Impactaron al auditorio sus andanza en el deporte y en la música, sus viajes, lo vivido con su familia y en el "high school"... Pero sobre todo los retos superados. Fue ahí donde Brenda, la mediadora intercultural que dirigía el acto, no dio crédito. Yo miraba su cara, y estaba alucinada. No le importó que Pablo le quitara el micrófono una y otra vez para ampliar más su historia. Probablemente cualquiera de aquellos retos hubiera supuesto semanas de trabajo para ella intermediando entre estudiante, familia americana y familia española. Pero ella ni se había enterado. Y él lo expresaba con la naturalidad de una oportunidad de aprender disfrazada de obstáculo. Que si ponerse a aprender trompeta cuando su instrumento era el violín. Que si ponerse a practicar "basket" o "cross-country" cuando lo suyo siempre había sido el fútbol. Que si enfrentarse a la economía o a la política de una asignatura como "Government", pensada para un 2º de Bachillerato, siendo él de la ESO aún. Que si adaptarse a que las tuberías de casa se congelaran por el frío invernal y hubiera que emigrar durante días a un hostal. Que si el último mes y medio estuvo rodeado de cajas de mudanza y durmiendo en un colchón en el suelo ante el inminente traslado de su familia americana a Filipinas. El diagnóstico de Brenda fue taxativo: un chaval todoterreno, el sueño de cualquier programa de intercambio como ese.

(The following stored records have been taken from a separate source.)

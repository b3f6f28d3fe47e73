//! Tile command implementation: inspect the lattice around one point.

use anyhow::Result;
use serde::Serialize;

use tilefill::{Tile, TileGenerator, TilingParams};

use super::TileArgs;

#[derive(Serialize)]
struct JsonTile {
    id: String,
    center: [f64; 2],
    /// Lattice coordinates relative to the inspected tile.
    cell: [i64; 2],
    flipped: bool,
    vertices: Vec<[f64; 2]>,
}

impl From<&Tile> for JsonTile {
    fn from(tile: &Tile) -> Self {
        Self {
            id: tile.id().to_string(),
            center: tile.centroid().into(),
            cell: [tile.cell().0, tile.cell().1],
            flipped: tile.is_flipped(),
            vertices: tile.polygon().outer.iter().map(|&p| p.into()).collect(),
        }
    }
}

#[derive(Serialize)]
struct JsonOutput {
    params: TilingParams,
    tile: JsonTile,
    /// Neighbor `j` shares edge `j` (vertex `j` to `j + 1`).
    neighbors: Vec<JsonTile>,
}

/// Execute the tile command.
pub fn cmd_tile(args: TileArgs) -> Result<()> {
    let params = args.tiling.params()?;
    let tile_gen = TileGenerator::new(params);

    let tile = tile_gen.tile_at(args.at);
    let neighbors = tile_gen.neighbors_of(&tile);

    let output = JsonOutput {
        params,
        tile: JsonTile::from(&tile),
        neighbors: neighbors.iter().map(JsonTile::from).collect(),
    };
    println!("{}", serde_json::to_string_pretty(&output)?);
    Ok(())
}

La ovación fue mayúscula. Las felicitaciones a Pablo por los pasillos incesantes. Los cinco minutos previstos para su charla se convirtieron casi en veinte. E incluso le invitaron a dar más charlas como esa en Madrid. Pero lo mejor fue escuchar eso de "un chico todoterreno". ¿Acaso la vida no va de eso? ¿De aceptar con alegría? ¿De hacerse uno con las circunstancias? ¿De fluir con el río? ¿O incluso de hacerse río? Seguiremos disfrutando de nuestro "hijo todoterreno" mientras la vida nos siga regalando su presencia con nosotros.